180 tane "takdirname" sahibi.
sayısı bilinmeyen şerit rozeti.
kuzey irak'ta yapılan bütün operasyonlara katılmış.
i̇ngilizce, rusça, arapça biliyor.
(bkz:
ergenekon terör örgütü üyesi)
kime göre;
akp,
abd,
barzani,
talabani,
pkk,
nagehan alçı,
şamil tayyar vb.
21 acm tarafından tahliye edilmiştir.
necip hablemitoğlu cinayeti soruşturmasında gözaltına alınmış. üstüne bir de fetöcü denmiş.
kendisi aynı zamanda akp ve fetö'nün birlikte yaptığı ergenekon operasyonunda da tutuklanmıştı. çünkü o zaman akp'nin dilinde fetö değil, ergenekon vardı.
fevkalade değil mi?
necip hablemitoğlu cinayetini organize etmiş olabilir mi? olabilir. türkiye'de her şey olur. öyle çok büyük gerekçelere bile gerek yok. bu ülkede kimler ne cinayetler işleyip üzerini kapattılar.
necip hablemitoğlu cinayeti gibi yıllar boyunca orta yerde kalmış cinayetlerin aydınlatılmamasının tek nedeni üstünün örtülmesidir. bu olayların üstünü örten de bütün bir güvenlik ve istihbarat yapılanmasıdır. bu yapılanma da bildiğiniz gibi homojen bir yapılanma değil. içinde akp'lisi, fetöcüsü, ulusalcısı, amerikancısı, rusçusu var. bunlardan biri bir bok yediğinde diğeri ortaya döker. yeni değil. açın google'dan 1. mit raporu, 2. mit raporu filan diye değişik değişik arama terimleriyle bakın. hiçbir şey olmazsa sedat peker gibi bir mafyacı çıkar olan biteni ifşa eder. bunlar bu ülkede hep olmuştur. hiçbir cinayet tamamen boşlukta kalmaz. ama bunun istisnaları da vardır. onlar da bu grupların belli sebeplerle ortak hareket ettiği olaylardır. çoğunuza acayip inanılmaz gelecek ama böyle şeyler oluyor.
şimdi levent göktaş'a bakalım. kendisi fetöcü mü? fetö adamı aldı ergenekon davasında baş hedeflerden biri olarak içeri attı. net mi? net. levent göktaş bu ülkede ulusalcıların kahraman saydığı adamlardan biri miydi? öyleydi. pekii levent göktaş başka kimdi? nuri gökhan bozkır'ın avukatıydı?
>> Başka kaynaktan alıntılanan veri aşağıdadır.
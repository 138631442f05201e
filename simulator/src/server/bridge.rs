use crate::server::model::EngineStatus;
use crate::workflow::engine::Engine;
use afccore::gateway::InquiryEnvelope;
use anyhow::{Context, Result};
use log::{info, warn};
use serde_json::{json, Value};
use std::{
    future::Future,
    net::SocketAddr,
    sync::{Arc, RwLock},
    thread,
};
use tokio::runtime::Builder;
use warp::{http::StatusCode, Filter};

/// Route the console posts inquiries to.
pub const INQUIRY_PATH: &str = "availableSpectrumInquiry";

fn record(state: &RwLock<EngineStatus>, update: impl FnOnce(&mut EngineStatus)) {
    if let Ok(mut guard) = state.write() {
        update(&mut guard);
    }
}

fn handle_inquiry(
    body: Value,
    engine: &Engine,
    state: &RwLock<EngineStatus>,
) -> warp::reply::WithStatus<warp::reply::Json> {
    record(state, |status| status.envelopes += 1);

    if let Some(code) = engine.scenario().force_status {
        let status = StatusCode::from_u16(code).unwrap_or(StatusCode::INTERNAL_SERVER_ERROR);
        warn!("forcing HTTP {} for inquiry", status);
        return warp::reply::with_status(
            warp::reply::json(&json!({"message": "forced failure"})),
            status,
        );
    }

    let envelope: InquiryEnvelope = match serde_json::from_value(body) {
        Ok(envelope) => envelope,
        Err(err) => {
            warn!("malformed inquiry envelope: {}", err);
            return warp::reply::with_status(
                warp::reply::json(&json!({"message": err.to_string()})),
                StatusCode::BAD_REQUEST,
            );
        }
    };

    let requests = &envelope.available_spectrum_inquiry_requests;
    let answer = engine.answer(&envelope.version, requests);
    let rejected = answer
        .available_spectrum_inquiry_responses
        .iter()
        .filter(|r| !r.is_success())
        .count();
    record(state, |status| {
        status.answered += answer.available_spectrum_inquiry_responses.len() - rejected;
        status.rejected += rejected;
        status.last_request_id = requests.last().map(|r| r.request_id.clone());
    });
    warp::reply::with_status(warp::reply::json(&answer), StatusCode::OK)
}

/// Binds the engine routes on `addr`; port 0 picks a free port.
pub fn bind(
    engine: Engine,
    state: Arc<RwLock<EngineStatus>>,
    addr: SocketAddr,
) -> Result<(SocketAddr, impl Future<Output = ()> + Send + 'static)> {
    let engine = Arc::new(engine);
    let state_for_filter = state.clone();
    let state_filter = warp::any().map(move || state_for_filter.clone());
    let engine_filter = warp::any().map(move || engine.clone());

    let status_route = warp::path("status")
        .and(warp::get())
        .and(state_filter.clone())
        .map(|state: Arc<RwLock<EngineStatus>>| {
            let snapshot = state.read().map(|s| s.clone()).unwrap_or_default();
            warp::reply::json(&snapshot)
        });

    let inquiry_route = warp::path(INQUIRY_PATH)
        .and(warp::path::end())
        .and(warp::post())
        .and(warp::body::json())
        .and(engine_filter)
        .and(state_filter)
        .map(
            |body: Value, engine: Arc<Engine>, state: Arc<RwLock<EngineStatus>>| {
                handle_inquiry(body, &engine, &state)
            },
        );

    let routes = status_route.or(inquiry_route);
    warp::serve(routes)
        .try_bind_ephemeral(addr)
        .with_context(|| format!("binding mock AFC engine on {addr}"))
}

/// Mock AFC engine served from a background thread.
pub struct EngineServer {
    addr: SocketAddr,
    state: Arc<RwLock<EngineStatus>>,
}

impl EngineServer {
    pub fn spawn(engine: Engine, addr: SocketAddr) -> Result<Self> {
        let description = engine.scenario().description.clone();
        let state = Arc::new(RwLock::new(EngineStatus {
            description,
            ..Default::default()
        }));
        let runtime = Builder::new_current_thread()
            .enable_all()
            .build()
            .context("building mock engine runtime")?;
        let (addr, server) = {
            let _guard = runtime.enter();
            bind(engine, state.clone(), addr)?
        };
        thread::spawn(move || runtime.block_on(server));
        info!("mock AFC engine listening on http://{}/{}", addr, INQUIRY_PATH);
        Ok(Self { addr, state })
    }

    pub fn endpoint(&self) -> String {
        format!("http://{}/{}", self.addr, INQUIRY_PATH)
    }

    pub fn snapshot(&self) -> EngineStatus {
        self.state.read().map(|s| s.clone()).unwrap_or_default()
    }
}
o kim? fetöcü diye daha yeni yurtdışından getirdiler. biz nuri gökhan bozkır'ı nereden tanıyoruz? fetö'nün 2005'te yaptığı sauna çetesi operasyonundan.
www.gazetevatan.com
bu operasyon ergenekon'un hemen bir tık öncesidir. onun hazırlığıdır. olaylar gerçek miydi? gerçekti. fetö bu operasyonları yaparken önce açığını bulduğu adamları topluyordu. çünkü yargıyı ve polisi tamamen ele geçirememişti o dönem. ama şu net: nuri gökhan bozkır fetöcü metöcü değildi. fetö'nün özel kuvvetlerde subay örgütleyip sonra bu adamları içeri atma lüksü yoktu. nuri gökhan bozkır başka neler yaptı? akp adına ışid'e ve el kaide'ye kamyon kamyon silah gönderdi. elemanın fetöcü ilan edilmesi de işte tam bu yüzden. işin ucu uluslararası savaş suçları mahkemesine kadar gidiyor. suriye'yi kurcalayan kim? ışid'e, el kaide'ye o silahları gönderten kim? bu işte kullandıkları adamı serseri mayın gibi ortalıkta mı dolaştıracaklardı? ışid'e el kaide'ye silah gönderdi diye mi yargılayacaklardı?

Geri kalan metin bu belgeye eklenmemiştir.